Having verified that the patch’s “lab in a chip” actually works, his team’s next step was to correlate the amount of sweat collected by their patches with athletes’ overall rates of sweat loss, measured by other techniques (such as overall weight loss).

To do that, they correlated results from the patch to whole body measurements for 312 athletes working hard enough to sweat off an average of .92 liters per hour. “This is probably one of the larger studies done using these metrics,” Ghaffari said.

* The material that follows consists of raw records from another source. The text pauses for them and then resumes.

//! Property exporter: flattens an entity's translatable properties into an
//! [`ExportBundle`].
//!
//! Export never fails on content shape. Anything the exporter does not fully
//! understand is reported as an [`ExportWarning`] and, where possible, still
//! exported raw. Only missing schemas and storage failures are errors.

use std::collections::BTreeSet;

use argo_model::{Entity, EntitySchema, FieldDefinition, FieldItem, PropertyDefinition, PropertyKind};
use argo_storage::EntityStorage;
use serde_json::{Map, Value};
use tracing::{debug, warn};

use crate::bundle::{ExportBundle, ExportWarning, ReferenceRecord, TranslatableProperty};
use crate::config::ArgoConfig;
use crate::path::{self, KEY_SEPARATOR, MAP_KEY_MARKER};
use crate::{ArgoError, ArgoResult, metatag, uri};

/// Field type of the language marker field, never exported.
const LANGUAGE_FIELD_TYPE: &str = "language";

/// Link targets an `attributes` map may hold without being worth a warning.
const BENIGN_LINK_TARGETS: [&str; 2] = ["_blank", "0"];

/// Exports entities against a site configuration.
#[derive(Debug, Clone, Copy)]
pub struct PropertyExporter<'a> {
    config: &'a ArgoConfig,
}

impl<'a> PropertyExporter<'a> {
    pub fn new(config: &'a ArgoConfig) -> Self {
        Self { config }
    }

    /// Exports one entity: its translatable properties, the traversable
    /// entities it references, and its revision id.
    pub fn export<S: EntityStorage + ?Sized>(&self, storage: &S, entity: &Entity) -> ArgoResult<ExportBundle> {
        let schema = storage
            .schema(&entity.entity_type, &entity.bundle)
            .ok_or_else(|| ArgoError::SchemaNotFound {
                entity_type: entity.entity_type.clone(),
                bundle: entity.bundle.clone(),
            })?;

        let (items, warnings) = export_properties(entity, schema);
        let references = self.references(storage, entity, schema)?;

        debug!(
            entity_type = %entity.entity_type,
            uuid = %entity.uuid,
            items = items.len(),
            references = references.len(),
            warnings = warnings.len(),
            "Exported entity"
        );

        Ok(ExportBundle {
            items,
            references,
            warnings,
            revision_id: entity.revision_id.filter(|_| schema.revisionable),
        })
    }

    /// Directly referenced entities whose type (or node bundle) is
    /// traversable. References that do not resolve are skipped.
    fn references<S: EntityStorage + ?Sized>(
        &self,
        storage: &S,
        entity: &Entity,
        schema: &EntitySchema,
    ) -> ArgoResult<Vec<ReferenceRecord>> {
        let mut seen = BTreeSet::new();
        let mut records = Vec::new();
        for target in entity.referenced_entities(schema) {
            let loaded = match target.revision_id {
                Some(revision_id) => storage.load_revision(&target.entity_type, revision_id)?,
                None => storage.load_by_uuid(&target.entity_type, &target.uuid)?,
            };
            let Some(referenced) = loaded else {
                warn!(
                    entity_type = %target.entity_type,
                    uuid = %target.uuid,
                    "Referenced entity not found, skipping"
                );
                continue;
            };
            if !self.config.is_traversable(&referenced.entity_type, &referenced.bundle) {
                continue;
            }
            if !seen.insert(referenced.uuid) {
                continue;
            }
            let revisionable = storage
                .schema(&referenced.entity_type, &referenced.bundle)
                .is_some_and(|s| s.revisionable);
            records.push(ReferenceRecord {
                entity_type: referenced.entity_type.clone(),
                uuid: referenced.uuid,
                revision_id: referenced.revision_id.filter(|_| revisionable),
            });
        }
        Ok(records)
    }
}

/// Flattens the source-language translatable properties of an entity.
///
/// Returns the export items in field, item, property order, and the
/// warnings raised on the way.
pub fn export_properties(entity: &Entity, schema: &EntitySchema) -> (Vec<TranslatableProperty>, Vec<ExportWarning>) {
    let mut collector = Collector {
        entity,
        items: Vec::new(),
        warnings: Vec::new(),
    };
    for field in exportable_fields(schema) {
        for (delta, item) in entity.field(&field.name).iter().enumerate() {
            collector.item(field, delta, item);
        }
    }
    (collector.items, collector.warnings)
}

/// Translatable, stored fields minus the language marker and fields
/// excluded by configuration.
pub fn exportable_fields(schema: &EntitySchema) -> impl Iterator<Item = &FieldDefinition> {
    schema
        .translatable_fields(false)
        .filter(|f| f.field_type != LANGUAGE_FIELD_TYPE && !f.excluded)
}

struct Collector<'e> {
    entity: &'e Entity,
    items: Vec<TranslatableProperty>,
    warnings: Vec<ExportWarning>,
}

/// Records produced for one field item, kept only if some property held text.
#[derive(Default)]
struct ItemOut {
    records: Vec<TranslatableProperty>,
    has_text: bool,
}

impl Collector<'_> {
    fn item(&mut self, field: &FieldDefinition, delta: usize, item: &FieldItem) {
        let mut out = ItemOut::default();
        for def in &field.properties {
            let path = format!("{}{KEY_SEPARATOR}{delta}{KEY_SEPARATOR}{}", field.name, def.name);
            self.property(field, def, &def.name, path, item.get(&def.name), &mut out);
        }
        if out.has_text {
            self.items.extend(out.records);
        }
    }

    fn property(
        &mut self,
        field: &FieldDefinition,
        def: &PropertyDefinition,
        name: &str,
        path: String,
        value: Option<&Value>,
        out: &mut ItemOut,
    ) {
        if def.computed {
            return;
        }
        let kind = def.data_type.kind();
        if kind == PropertyKind::Ignored {
            return;
        }
        let Some(value) = value.filter(|v| !v.is_null()) else {
            return;
        };

        match kind {
            PropertyKind::Ignored => {}
            PropertyKind::Text => {
                out.has_text |= has_text(value);
                out.records.push(record(field, def, path, value.clone()));
            }
            PropertyKind::Uri => {
                let display = match value {
                    Value::String(stored) => Value::String(uri::to_display(stored)),
                    other => other.clone(),
                };
                out.has_text |= has_text(&display);
                out.records.push(record(field, def, path, display));
            }
            PropertyKind::Metatag => {
                out.has_text |= has_text(value);
                self.metatag(field, def, name, path, value, out);
            }
            PropertyKind::Map => self.map(field, def, name, path, value, out),
            PropertyKind::Unknown => {
                self.warn(def, name, value, "unknown data type");
                out.has_text |= has_text(value);
                out.records.push(record(field, def, path, value.clone()));
            }
        }
    }

    /// One record per string-valued tag, at `path.tag`. A value that does
    /// not decode only warns.
    fn metatag(
        &mut self,
        field: &FieldDefinition,
        def: &PropertyDefinition,
        name: &str,
        path: String,
        value: &Value,
        out: &mut ItemOut,
    ) {
        let decoded = match value {
            Value::String(serialized) => metatag::decode(serialized).map_err(|e| e.to_string()),
            _ => Err("not a serialized string".to_string()),
        };
        match decoded {
            Ok(tags) => {
                for (tag, tag_value) in tags {
                    if tag_value.is_string() {
                        let tag_path = format!("{path}{KEY_SEPARATOR}{}", path::escape_key(&tag));
                        out.records.push(record(field, def, tag_path, tag_value));
                    }
                }
            }
            Err(reason) => {
                debug!(path = %path, error = %reason, "Cannot decode metatag value");
                self.warn(def, name, value, "malformed metatag value");
            }
        }
    }

    fn map(
        &mut self,
        field: &FieldDefinition,
        def: &PropertyDefinition,
        name: &str,
        path: String,
        value: &Value,
        out: &mut ItemOut,
    ) {
        let Value::Object(map) = value else {
            if has_text(value) {
                self.warn(def, name, value, "unknown map type");
                out.has_text = true;
                out.records.push(record(field, def, path, value.clone()));
            }
            return;
        };

        if !def.properties.is_empty() {
            for sub in &def.properties {
                let sub_name = format!("{name}{KEY_SEPARATOR}{}", sub.name);
                let sub_path = format!("{path}{KEY_SEPARATOR}{}", sub.name);
                self.property(field, sub, &sub_name, sub_path, map.get(&sub.name), out);
            }
            return;
        }

        if !has_text(value) || is_benign_attributes(map) {
            return;
        }
        let description = if map.contains_key("attributes") {
            "strange attributes map"
        } else {
            "map has no prop defs for values"
        };
        self.warn(def, name, value, description);

        for (key_path, leaf) in path::flatten(value) {
            out.has_text |= has_text(&leaf);
            out.records.push(record(field, def, format!("{path}{MAP_KEY_MARKER}{key_path}"), leaf));
        }
    }

    fn warn(&mut self, def: &PropertyDefinition, name: &str, value: &Value, description: &str) {
        debug!(
            uuid = %self.entity.uuid,
            property = name,
            data_type = %def.data_type,
            description,
            "Export warning"
        );
        self.warnings.push(ExportWarning {
            uuid: self.entity.uuid,
            entity_type: self.entity.entity_type.clone(),
            bundle: self.entity.bundle.clone(),
            property_name: name.to_string(),
            property_value: value.clone(),
            data_type: def.data_type.to_string(),
            description: description.to_string(),
        });
    }
}

fn record(field: &FieldDefinition, def: &PropertyDefinition, path: String, value: Value) -> TranslatableProperty {
    TranslatableProperty {
        field_label: field.label.clone(),
        property_label: def.label.clone(),
        property_type: def.data_type.to_string(),
        path,
        value,
    }
}

/// Whether a value counts as translatable output. Whitespace-only strings
/// and empty containers do not.
fn has_text(value: &Value) -> bool {
    match value {
        Value::Null => false,
        Value::String(s) => !s.trim().is_empty(),
        Value::Array(items) => !items.is_empty(),
        Value::Object(map) => !map.is_empty(),
        Value::Bool(_) | Value::Number(_) => true,
    }
}

/// A link options map whose only populated key is `attributes`, holding at
/// most a standard link target.
fn is_benign_attributes(map: &Map<String, Value>) -> bool {
    let mut populated = map.iter().filter(|(_, v)| has_text(v));
    let Some((key, attributes)) = populated.next() else {
        return true;
    };
    if key != "attributes" || populated.next().is_some() {
        return false;
    }
    let Value::Object(attributes) = attributes else {
        return false;
    };
    attributes.iter().all(|(name, target)| {
        name == "target"
            && match target {
                Value::String(s) => BENIGN_LINK_TARGETS.contains(&s.as_str()),
                Value::Number(n) => n.as_u64() == Some(0),
                _ => false,
            }
    })
}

The patches can’t, however, be placed anywhere on the body and produce good results. It has long been known that there are parts of the body where the sweat rate correlates well with the overall rate, and others where it does not. “Two areas that do well are the inner lower forearm and the lower back,” Ghaffari says.

What’s Next?

The next step, he and Rogers suggest, is to change the chemistry of the microfluidic patch from colorimetric tests that need to be scanned with a camera to ones whose results can be measured with electrochemical sensors. That would allow the results to be sent by Bluetooth to a sports watch or other wearable monitor. 

But that’s not the focus of today’s study, Rogers says. “This is the kind of data you want to back up the technology,” he said.